We generated adjusted funds flow of $1.6 billion for 2023 compared to $1.2 billion for 2022. The $429.2 million increase in adjusted funds flow for 2023 is due to higher production from the Merger with Ranger which was partially offset by lower commodity prices and also resulted in a $370.7 million improvement in realized gains (losses) on financial derivatives.

We reported net loss of $233.4 million for 2023 compared to net income of $855.6 million for 2022. The decrease in net income for 2023 relative to 2022 is primarily a result of the $833.7 million impairment loss recorded in 2023 compared to the $267.7 million impairment reversal recorded in 2022 and a $460.9 million increase in depletion and depreciation expense as a result of the oil and gas properties acquired from Ranger. The decrease in net income was partially offset by a $329.3 million decrease in deferred income tax expense primarily related to the effects of the transaction structuring for the Merger.


Baytex Energy Corp.
2023 MD&A                                                     16

OTHER COMPREHENSIVE (LOSS) INCOME

Other comprehensive (loss) income is comprised of the foreign currency translation adjustment on U.S. net assets which is not recognized in net income or loss. The foreign currency translation loss of $65.3 million for 2023 relates to the change in value of our U.S. net assets and is due to the strengthening of the Canadian dollar relative to the U.S. dollar at December 31, 2023 compared to December 31, 2022 and June 20, 2023 when we completed the Merger with Ranger. The CAD/USD exchange rate was 1.3205 CAD/USD at December 31, 2023 compared to 1.32485 CAD/USD at June 20, 2023 and 1.3534 CAD/USD at December 31, 2022.

CAPITAL EXPENDITURES

Capital expenditures for the years ended December 31, 2023 and 2022 are summarized as follows.
Years Ended December 31
20232022
($ thousands)CanadaU.S.TotalCanadaU.S.Total
Drilling, completion and equipping$393,127 $492,030 $885,157 $321,836 $136,746 $458,582 
Facilities46,225 42,167 88,392 32,573 3,151 35,724 
Land, seismic and other23,846 15,392 39,238 26,393 843 27,236 
Exploration and development expenditures$463,198 $549,589 $1,012,787 $380,802 $140,740 $521,542 
Property acquisitions20,023 18,891 38,914 1,352 — 1,352 
Proceeds from dispositions$(160,256)$ $(160,256)$(25,649)$— $(25,649)

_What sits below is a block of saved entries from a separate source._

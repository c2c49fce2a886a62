//! URL path normalisation
//!
//! Lexical cleaning of request paths and percent-encoding helpers shared by
//! the router and the file server.

use std::borrow::Cow;
use std::path::{Path, PathBuf};

/// Percent-decode a raw URI path. `None` if the result is not UTF-8.
pub fn decode_path(raw: &str) -> Option<Cow<'_, str>> {
    urlencoding::decode(raw).ok()
}

/// Percent-encode a path segment by segment, keeping the `/` separators
pub fn encode_path(path: &str) -> String {
    path.split('/')
        .map(|segment| urlencoding::encode(segment).into_owned())
        .collect::<Vec<_>>()
        .join("/")
}

/// Canonical form of a URL path
///
/// Always rooted, `.` and empty segments dropped, `..` resolved lexically
/// (never above `/`). A trailing slash survives unless the result is `/`.
pub fn clean_path(path: &str) -> String {
    let mut segments: Vec<&str> = Vec::new();
    for segment in path.split('/') {
        match segment {
            "" | "." => {}
            ".." => {
                segments.pop();
            }
            s => segments.push(s),
        }
    }

    let mut cleaned = format!("/{}", segments.join("/"));
    if cleaned != "/" && path.ends_with('/') {
        cleaned.push('/');
    }
    cleaned
}

/// Join a request path under `root` after cleaning it
///
/// The cleaned path has no `..` left, so the result cannot escape `root`.
pub fn resolve_under(root: &Path, path: &str) -> PathBuf {
    let cleaned = clean_path(path);
    let mut resolved = root.to_path_buf();
    resolved.extend(cleaned.split('/').filter(|s| !s.is_empty()));
    resolved
}

/// Last non-empty segment of a URL path ("" for `/`)
pub fn base_name(path: &str) -> &str {
    path.trim_end_matches('/').rsplit('/').next().unwrap_or("")
}

/// Append `?query` to a location when a query string is present
pub fn with_query(location: &str, query: Option<&str>) -> String {
    match query {
        Some(q) if !q.is_empty() => format!("{location}?{q}"),
        _ => location.to_string(),
    }
}
//! UTC timestamps as stored in documents.
//!
//! Stored as RFC 3339 with millisecond precision and a `Z` suffix. With a
//! fixed width, string order equals chronological order, which is what the
//! store relies on when ordering children by `createdAt`.

use core::fmt;

use chrono::{DateTime, SecondsFormat, Utc};
use serde::{Deserialize, Deserializer, Serialize, Serializer};

/// A point in time, always UTC.
#[derive(Debug, Clone, Copy, PartialEq, Eq, PartialOrd, Ord, Hash)]
pub struct Timestamp(DateTime<Utc>);

impl Timestamp {
    /// The current time.
    #[must_use]
    pub fn now() -> Self {
        Self(Utc::now())
    }

    /// Wrap an existing UTC datetime.
    #[must_use]
    pub const fn from_datetime(dt: DateTime<Utc>) -> Self {
        Self(dt)
    }

    /// The underlying datetime.
    #[must_use]
    pub const fn as_datetime(&self) -> DateTime<Utc> {
        self.0
    }

    /// Parse an RFC 3339 string.
    ///
    /// # Errors
    ///
    /// Returns the chrono parse error for malformed input.
    pub fn parse(s: &str) -> Result<Self, chrono::ParseError> {
        DateTime::parse_from_rfc3339(s).map(|dt| Self(dt.with_timezone(&Utc)))
    }

    /// Canonical stored form, e.g. `2026-05-01T09:30:00.000Z`.
    #[must_use]
    pub fn to_rfc3339(&self) -> String {
        self.0.to_rfc3339_opts(SecondsFormat::Millis, true)
    }
}

impl fmt::Display for Timestamp {
    fn fmt(&self, f: &mut fmt::Formatter<'_>) -> fmt::Result {
        f.write_str(&self.to_rfc3339())
    }
}

impl Serialize for Timestamp {
    fn serialize<S: Serializer>(&self, serializer: S) -> Result<S::Ok, S::Error> {
        serializer.serialize_str(&self.to_rfc3339())
    }
}

impl<'de> Deserialize<'de> for Timestamp {
    fn deserialize<D: Deserializer<'de>>(deserializer: D) -> Result<Self, D::Error> {
        let raw = String::deserialize(deserializer)?;
        Self::parse(&raw).map_err(serde::de::Error::custom)
    }
}
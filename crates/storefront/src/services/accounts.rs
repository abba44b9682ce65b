//! Account flows: registration, sign-in and email verification.
//!
//! These wrap the [`IdentityProvider`] and write the profile and role
//! documents that registration creates. Session bookkeeping (which user is
//! signed in, their tokens, a pending sign-in link) belongs to the routes.

use thiserror::Error;
use tracing::{info, instrument, warn};

use hapus_core::{Email, FormKind, RegistrationForm, RoleRecord, Timestamp, UserProfile, ValidationError};

use super::auth::{
    AuthError, AuthOperation, AuthTokens, IdentityProvider, ProviderSession, oob_code_from_link,
};
use crate::db::{RepositoryError, RoleRepository, UserRepository};
use crate::store::DocumentStore;

/// Errors from account flows.
#[derive(Debug, Error)]
pub enum AccountError {
    /// Input rejected before reaching the provider.
    #[error(transparent)]
    Validation(#[from] ValidationError),

    /// The sign-in link form was submitted without an email.
    #[error("Please enter your email")]
    MissingEmail,

    /// The provider refused; `operation` selects the user-facing message.
    #[error("{operation:?} failed: {source}")]
    Auth {
        operation: AuthOperation,
        #[source]
        source: AuthError,
    },

    /// Writing the profile or role record failed.
    #[error(transparent)]
    Repository(#[from] RepositoryError),
}

impl AccountError {
    fn auth(operation: AuthOperation) -> impl FnOnce(AuthError) -> Self {
        move |source| Self::Auth { operation, source }
    }
}

/// Account operations over a borrowed provider and store.
pub struct AccountService<'a> {
    provider: &'a dyn IdentityProvider,
    store: &'a dyn DocumentStore,
}

impl<'a> AccountService<'a> {
    #[must_use]
    pub const fn new(provider: &'a dyn IdentityProvider, store: &'a dyn DocumentStore) -> Self {
        Self { provider, store }
    }

    /// Create an account, its profile and role record, and send the
    /// verification email.
    ///
    /// # Errors
    ///
    /// Returns `AccountError::Validation` before contacting the provider,
    /// `AccountError::Auth` if the provider refuses and
    /// `AccountError::Repository` if the documents cannot be written.
    #[instrument(skip_all)]
    pub async fn register(&self, form: &RegistrationForm) -> Result<ProviderSession, AccountError> {
        let account = form.validate()?;
        let session = self
            .provider
            .register(&account.email, &account.password)
            .await
            .map_err(AccountError::auth(AuthOperation::Register))?;
        let uid = session.user.uid.clone();

        let profile = UserProfile::from_account(uid.clone(), &account, Timestamp::now());
        UserRepository::new(self.store).put(&profile).await?;
        RoleRepository::new(self.store)
            .put(&uid, RoleRecord::NEW_USER)
            .await?;

        if let Err(err) = self.provider.send_verification_email(&session.tokens).await {
            warn!(user_id = %uid, error = %err, "verification email not sent");
        }
        info!(user_id = %uid, "account registered");
        Ok(session)
    }

    /// Sign in with email and password.
    ///
    /// # Errors
    ///
    /// Returns `AccountError::Validation` for blank fields or a malformed
    /// email, `AccountError::Auth` if the provider refuses.
    #[instrument(skip_all)]
    pub async fn login(&self, email: &str, password: &str) -> Result<ProviderSession, AccountError> {
        if email.trim().is_empty() || password.is_empty() {
            return Err(ValidationError::MissingFields(FormKind::Registration).into());
        }
        let email = Email::parse(email).map_err(|_| ValidationError::InvalidEmail)?;
        let session = self
            .provider
            .login(&email, password)
            .await
            .map_err(AccountError::auth(AuthOperation::Login))?;
        info!(user_id = %session.user.uid, "signed in with password");
        Ok(session)
    }

    /// Email a passwordless sign-in link and return the address it went to,
    /// for the caller to remember until the link is used.
    ///
    /// # Errors
    ///
    /// Returns `AccountError::MissingEmail` for a blank address and
    /// `AccountError::Auth` if the provider refuses.
    #[instrument(skip_all)]
    pub async fn send_sign_in_link(
        &self,
        email: &str,
        continue_url: &str,
    ) -> Result<Email, AccountError> {
        if email.trim().is_empty() {
            return Err(AccountError::MissingEmail);
        }
        let email = Email::parse(email)
            .map_err(|_| AccountError::auth(AuthOperation::SendSignInLink)(AuthError::InvalidEmail))?;
        self.provider
            .send_sign_in_link(&email, continue_url)
            .await
            .map_err(AccountError::auth(AuthOperation::SendSignInLink))?;
        Ok(email)
    }

    /// Finish a passwordless sign-in from the link (or bare code) the user
    /// followed.
    ///
    /// # Errors
    ///
    /// Returns `AccountError::Auth` when the link carries no code or the
    /// provider rejects it.
    #[instrument(skip_all)]
    pub async fn complete_sign_in_link(
        &self,
        email: &Email,
        link: &str,
    ) -> Result<ProviderSession, AccountError> {
        let fail = AccountError::auth(AuthOperation::CompleteSignInLink);
        let Some(code) = oob_code_from_link(link) else {
            return Err(fail(AuthError::InvalidLink));
        };
        let session = self
            .provider
            .complete_sign_in_link(email, &code)
            .await
            .map_err(fail)?;
        self.verify_quietly(&session).await;
        info!(user_id = %session.user.uid, "signed in with email link");
        Ok(session)
    }

    /// Sign in with a Google ID token. A missing token means the user closed
    /// the Google prompt.
    ///
    /// # Errors
    ///
    /// Returns `AccountError::Auth` with `AuthError::Cancelled` for a missing
    /// token, or the provider's error.
    #[instrument(skip_all)]
    pub async fn sign_in_with_google(
        &self,
        google_id_token: Option<&str>,
        request_uri: &str,
    ) -> Result<ProviderSession, AccountError> {
        let fail = AccountError::auth(AuthOperation::Google);
        let Some(token) = google_id_token.map(str::trim).filter(|t| !t.is_empty()) else {
            return Err(fail(AuthError::Cancelled));
        };
        let session = self
            .provider
            .sign_in_with_google(token, request_uri)
            .await
            .map_err(fail)?;
        self.verify_quietly(&session).await;
        info!(user_id = %session.user.uid, "signed in with Google");
        Ok(session)
    }

    /// Send the verification email again.
    ///
    /// # Errors
    ///
    /// Returns `AccountError::Auth` if the provider refuses.
    pub async fn resend_verification(&self, tokens: &AuthTokens) -> Result<(), AccountError> {
        self.provider
            .send_verification_email(tokens)
            .await
            .map_err(AccountError::auth(AuthOperation::ResendVerification))
    }

    /// Reload the session object to see whether the email has been verified.
    ///
    /// # Errors
    ///
    /// Returns `AccountError::Auth` if the tokens are no longer accepted.
    pub async fn check_verification(&self, tokens: &AuthTokens) -> Result<ProviderSession, AccountError> {
        self.provider
            .refresh(tokens)
            .await
            .map_err(AccountError::auth(AuthOperation::CheckVerification))
    }

    /// Send a verification email to an unverified user, ignoring failures.
    async fn verify_quietly(&self, session: &ProviderSession) {
        if session.user.email_verified {
            return;
        }
        if let Err(err) = self.provider.send_verification_email(&session.tokens).await {
            warn!(user_id = %session.user.uid, error = %err, "verification email not sent");
        }
    }
}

Exploration and development expenditures were $1.0 billion for 2023 compared to $521.5 million for 2022. Exploration and development expenditures for 2023 reflect increased development activity in Canada along with development activity on the properties acquired from Ranger after the Merger closed on June 20, 2023.

In Canada, exploration and development expenditures were $463.2 million in 2023 which is $82.4 million higher than $380.8 million in 2022. Drilling and completion spending of $393.1 million in 2023 reflects higher light and heavy oil development activity relative to 2022 when we spent $321.8 million. We also invested $46.2 million on facilities, $23.8 million on land, seismic and other expenditures and completed a non-core property disposition of certain Viking assets for proceeds of $159.7 million, including closing adjustments.

Total U.S. exploration and development expenditures were $549.6 million for 2023 which is $408.8 million higher than $140.7 million for 2022. Exploration and development activity for 2023 reflects expenditures for development activity on our operated properties after closing of the Merger on June 20, 2023 along with additional activity on our non-operated properties in the Eagle Ford.

Total exploration and development expenditures of $1.0 billion for 2023 were consistent with our revised annual guidance of approximately $1.0 billion. We expect annual exploration and development expenditures of $1.2 - $1.3 billion for 2024.

CAPITAL RESOURCES AND LIQUIDITY

Our capital management objective is to maintain a strong balance sheet that provides financial flexibility to execute our development programs, provide returns to shareholders and optimize our portfolio through strategic acquisitions. We strive to actively manage our capital structure in response to changes in economic conditions. At December 31, 2023, our capital structure was comprised of shareholders' capital, long-term notes, trade receivables, prepaids and other assets, trade payables, dividends payable, share-based compensation liability, other long-term liabilities, cash and the credit facilities.

In order to manage our capital structure and liquidity, we may from time to time issue equity or debt securities, enter into business transactions including the sale of assets or adjust capital spending to manage current and projected debt levels. There is no certainty that any of these additional sources of capital would be available if required.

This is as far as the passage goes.